Over all, segregation and discrimination was the main problem. The “separate but equal” statement was true about one thing, which was being separate. However, things were clearly unequal. Almost everything from schools, to cemeteries was divided black from white. The NAACP and other organizations immediately decided to take action after Parks’s arrest. To help with the bus boycott, they contacted African American ministers from all over Montgomery. Among them was soon-to-be leader, Martin Luther King Jr. Leaders like MLK Jr. helped to promote racial justice, including the bus boycott. Like Rosa Parks, he was a key figure to African Americans during that time.

Referring back to Rosa Park’s arrest, the NAACP decided to take action, organizing a one-day boycott. They asked African Americans, who accounted for about 75% of Montgomery’s riders, to stop taking the bus for a day. So on Dec. 5th, 1959, Montgomery’s buses traveled almost empty. The African Americans that once rode the bus now covered the side-walks, walking or waiting for a carpool with their friends. This one event went so successfully it soon turned into a movement. African Americans decided to continue the boycott, which ended up lasting for 381 days. The Montgomery Improvement Association or (MIA) was created to direct the protest. It came up with a list of demands that became known as the “first come, first serve” policy. It stated the African Americans would still sit in the back of the bus, but would not have to give up their seats to anyone. The MIA almost demanded that the bus company hire African American drivers on routes that mostly consisted of African American riders. Until the company met these demands, the African Americans of Montgomery would stay off the buses and continue on with the boycott. In the beginning, the boycott seemed to be nothing. Then by after the end of the first month, the white community began to suffer. The loss of passengers harshly affected the bus company, and the loss of trade in white businesses. The white citizens decided to take action and fight back. Employers threatened to fire African American workers if they didn’t abandon the boycott. Others were often pulled over and falsely accused for speeding. When the threats failed to pursued the minds of African Americans, people turned to violence. Through the violence and harsh treatment, the African Americans of Montgomery stood strong. They wanted full equality and were going to stop at nothing to get it. After filing a lawsuit against Alabama’s bus system in December 1956, the United States Supreme Court finally agreed to ruling that segregation on Alabama buses was unconstitutional. The boycott paid off.

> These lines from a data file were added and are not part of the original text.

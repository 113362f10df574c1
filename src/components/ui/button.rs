use super::Spinner;
use leptos::prelude::*;

/// Primary action button. While `pending` is set it shows a small spinner and
/// stays disabled.
#[component]
pub fn Button(
    #[prop(optional)] button_type: Option<&'static str>,
    #[prop(optional, into, default = Signal::from(false))] disabled: Signal<bool>,
    #[prop(optional, into, default = Signal::from(false))] pending: Signal<bool>,
    children: Children,
) -> impl IntoView {
    let button_type = button_type.unwrap_or("button");
    let inactive = move || disabled.get() || pending.get();

    view! {
        <button
            type=button_type
            class="inline-flex w-full items-center justify-center gap-2 rounded-lg bg-blue-700 px-5 py-2.5 text-center text-sm font-medium text-white hover:bg-blue-800 focus:outline-none focus:ring-4 focus:ring-blue-300 dark:bg-blue-600 dark:hover:bg-blue-700 dark:focus:ring-blue-800"
            class:cursor-not-allowed=inactive
            class:opacity-60=inactive
            disabled=inactive
            aria-busy=move || pending.get().to_string()
        >
            <Show when=move || pending.get()>
                <Spinner small=true />
            </Show>
            {children()}
        </button>
    }
}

Because of the success of the Montgomery bus boycott, many people across the nation took more interest in changing the thought of segregation. There were more nonviolent protests against laws such as seating at movie theatres, restaurants, and department store dress rooms. Sit-ins across the South became very frequent. In today’s world, the boycotts that went on during the Civil Rights Movement impacted on how we now live our lives. African Americans no longer face the fear of segregation and hate. Certain laws have been passed to protect their citizenship, and white Americans now respect that.

By having the Montgomery bus boycott, the African American’s case was easily brought to the public in a nonviolent way. What led up to having the boycott, were the Jim Crow laws that kept the two races of black and white separate. Adding on to that, the main problem was mostly the segregation and discrimination the black community in Montgomery had to face. Combining both the contributing and main causes, the event of the Montgomery bus boycott was developed. The immediate effects of the boycott at first were nothing, but then many white citizens turned to violence. In the long term, the bus boycott had a positive effect on everyone, making African American’s gain respect. Thanks to the support from people of all races around the world, “All men are created equal.” can now be said as a fact, not just a statement.